(Beginning of INFORMATION GIVEN)
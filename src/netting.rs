use indexmap::IndexMap;

use crate::error::InvalidInputError;
use crate::model::{Balance, Participant, ParticipantId};
use crate::money::Money;

/// Turns totals paid into balances against an even per-head share.
///
/// The returned balances follow the order of `participants` and include
/// participants who are exactly even. Each balance is rounded to cents, so the
/// set sums to zero only within [`Money::rounding_tolerance`].
pub fn net_balances(
    total_paid: &IndexMap<ParticipantId, Money>,
    participants: &[Participant],
) -> Result<Vec<Balance>, InvalidInputError> {
    let paid_by = |id: &ParticipantId| total_paid.get(id).copied().unwrap_or(Money::ZERO);

    let total: Money = participants.iter().map(|p| paid_by(&p.id)).sum();
    let average = total
        .split(participants.len())
        .ok_or(InvalidInputError::NoParticipants)?;

    let balances: Vec<Balance> = participants
        .iter()
        .map(|p| Balance::new(p.id, (paid_by(&p.id) - average).round2()))
        .collect();

    tracing::debug!(
        participant_count = participants.len(),
        total = %total,
        average = %average.round2(),
        imbalance = %imbalance(&balances),
        "netted balances"
    );
    Ok(balances)
}

/// Sum of all balances; zero up to rounding for a consistent set.
pub fn imbalance(balances: &[Balance]) -> Money {
    balances.iter().map(|b| b.net).sum()
}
(End of INFORMATION GIVEN)
**WORK ITEM**
Give back the lines of the listing from the one with "Ok(balances)" through the end, both included, exactly as written and with nothing added.

**OUTPUT FOR THIS EXERCISE**
    Ok(balances)
}

/// Sum of all balances; zero up to rounding for a consistent set.
pub fn imbalance(balances: &[Balance]) -> Money {
    balances.iter().map(|b| b.net).sum()
}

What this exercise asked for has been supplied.